Extracting data from HTML

First published at Saturday, 14 February 2009

Warning: This blog post is more then 16 years old – read and use with care.

Extracting data from HTML

A lot of people try to scrape content from HTML - the first approach always seem to be regular expressions, which are incapable of parsing HTML - which I proved earlier, already. So, how to do it properly with PHP?
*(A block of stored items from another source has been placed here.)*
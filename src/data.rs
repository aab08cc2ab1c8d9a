pub mod name;
pub mod query;
pub mod roster;
pub mod session;
pub mod student;
pub mod summary;
pub mod validation;
use crate::{
    config::date_locale::DateLocaleConfig,
    data::{roster::Roster, student::Student},
    error::{CsvFlushSnafu, CsvSnafu, EmptyRosterSnafu, RosterResult, XlsxSnafu},
};
use jiff::civil::Date;
use rust_xlsxwriter::{Format, Workbook};
use serde::{Deserialize, Serialize};
use snafu::{ResultExt, ensure};

const FILE_PREFIX: &str = "danh_sach_sinh_vien_";
const SHEET_NAME: &str = "Danh sách sinh viên";
const HEADERS: [&str; 5] = ["Mã SV", "Họ và tên", "Ngày sinh", "Lớp học", "Điểm GPA"];
const COLUMN_WIDTHS: [f64; 5] = [12.0, 25.0, 15.0, 15.0, 12.0];
const UTF8_BOM: &[u8] = b"\xEF\xBB\xBF";

#[derive(Deserialize, Copy, Clone, Debug, PartialEq, Eq)]
#[serde(rename_all = "lowercase")]
pub enum ExportFormat {
    Xlsx,
    Csv,
}

impl ExportFormat {
    pub const fn extension(self) -> &'static str {
        match self {
            Self::Xlsx => "xlsx",
            Self::Csv => "csv",
        }
    }

    pub const fn content_type(self) -> &'static str {
        match self {
            Self::Xlsx => "application/vnd.openxmlformats-officedocument.spreadsheetml.sheet",
            Self::Csv => "text/csv; charset=utf-8",
        }
    }
}

#[derive(Serialize, Debug, Clone, PartialEq, Eq)]
pub struct ExportRow {
    #[serde(rename = "Mã SV")]
    pub id: String,
    #[serde(rename = "Họ và tên")]
    pub name: String,
    #[serde(rename = "Ngày sinh")]
    pub date_of_birth: String,
    #[serde(rename = "Lớp học")]
    pub class_name: String,
    #[serde(rename = "Điểm GPA")]
    pub gpa: String,
}

impl ExportRow {
    fn new(student: &Student, date_locale: &DateLocaleConfig) -> RosterResult<Self> {
        Ok(Self {
            id: student.id().to_string(),
            name: student.name.clone(),
            date_of_birth: date_locale.short_ymd(student.date_of_birth)?,
            class_name: student.class_name.clone(),
            gpa: student.gpa.to_string(),
        })
    }

    const fn cells(&self) -> [&String; 5] {
        [
            &self.id,
            &self.name,
            &self.date_of_birth,
            &self.class_name,
            &self.gpa,
        ]
    }
}

/// The whole roster in insertion order, regardless of what the table is filtered to.
pub fn rows(roster: &Roster, date_locale: &DateLocaleConfig) -> RosterResult<Vec<ExportRow>> {
    ensure!(!roster.is_empty(), EmptyRosterSnafu);

    roster
        .students()
        .iter()
        .map(|student| ExportRow::new(student, date_locale))
        .collect()
}

pub fn file_name(today: Date, format: ExportFormat) -> String {
    format!("{FILE_PREFIX}{today}.{}", format.extension())
}

pub fn to_xlsx(rows: &[ExportRow]) -> RosterResult<Vec<u8>> {
    let mut workbook = Workbook::new();
    let header_format = Format::new().set_bold();

    let worksheet = workbook.add_worksheet();
    worksheet.set_name(SHEET_NAME).context(XlsxSnafu)?;

    for (col, (header, width)) in (0_u16..).zip(HEADERS.into_iter().zip(COLUMN_WIDTHS)) {
        worksheet
            .write_string_with_format(0, col, header, &header_format)
            .context(XlsxSnafu)?;
        worksheet.set_column_width(col, width).context(XlsxSnafu)?;
    }

    for (row_index, row) in (1_u32..).zip(rows) {
        for (col, cell) in (0_u16..).zip(row.cells()) {
            worksheet
                .write_string(row_index, col, cell)
                .context(XlsxSnafu)?;
        }
    }

    workbook.save_to_buffer().context(XlsxSnafu)
}

pub fn to_csv(rows: &[ExportRow]) -> RosterResult<Vec<u8>> {
    let mut writer = csv::Writer::from_writer(UTF8_BOM.to_vec());
    for row in rows {
        writer.serialize(row).context(CsvSnafu)?;
    }

    writer
        .into_inner()
        .map_err(csv::IntoInnerError::into_error)
        .context(CsvFlushSnafu)
}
This is quite trivial and intuitive to do - simpler then writing regular expressions is for most people. PHP has this fantastic DOM extension, which builds on top of libxml2 and can not only work with XML, but also with HTML. Let's take a look at a snippet for extracting all links from a website:

<?php
$oldSetting = libxml_use_internal_errors( true );
libxml_clear_errors();

$html = new DOMDocument();
$html->loadHtmlFile( 'https://kore-nordmann.de/blog.html' );

$xpath = new DOMXPath( $html );
$links = $xpath->query( '//a' );

foreach ( $links as $link )
{
        echo $link->getAttribute( 'href' ), "\n";
}

libxml_clear_errors();
libxml_use_internal_errors( $oldSetting );
?>

That's all, and it even works for websites, which do not pass validators, but throw a lot of errors. The function libxml_use_internal_errors( true ) tells the libxml to not expose DOM warnings and errors through PHPs error reporting system, but store them internally. All validation errors can be requested later using the libxml_get_errors() function. We also clear the yet occurred errors, so we get a clean new list - if something happened before.

Then you can just load the HTML file, using the special methods loadHtml() or loadHtmlFile(). You should normally use the latter, because the encoding detection works far better this way. This methods can handle and correct a lot common mistakes done in HTML markup and will return a clean XML representation.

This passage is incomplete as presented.